_WORK INSTRUCTIONS_
Scan the following data for lines with "Result" and state how many there are, as a number only.

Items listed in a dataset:
------
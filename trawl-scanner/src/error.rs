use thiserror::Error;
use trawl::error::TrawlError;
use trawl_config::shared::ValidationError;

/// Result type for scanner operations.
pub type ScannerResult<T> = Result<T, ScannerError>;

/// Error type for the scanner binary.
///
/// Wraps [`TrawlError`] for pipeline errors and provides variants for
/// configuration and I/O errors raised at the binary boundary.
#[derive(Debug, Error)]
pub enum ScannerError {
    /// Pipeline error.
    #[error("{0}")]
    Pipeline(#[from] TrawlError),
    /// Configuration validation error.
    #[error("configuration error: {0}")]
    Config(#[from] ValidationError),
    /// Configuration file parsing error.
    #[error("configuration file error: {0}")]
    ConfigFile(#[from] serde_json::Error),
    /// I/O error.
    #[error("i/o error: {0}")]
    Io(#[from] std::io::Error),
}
------
_FINISHED TASK_
2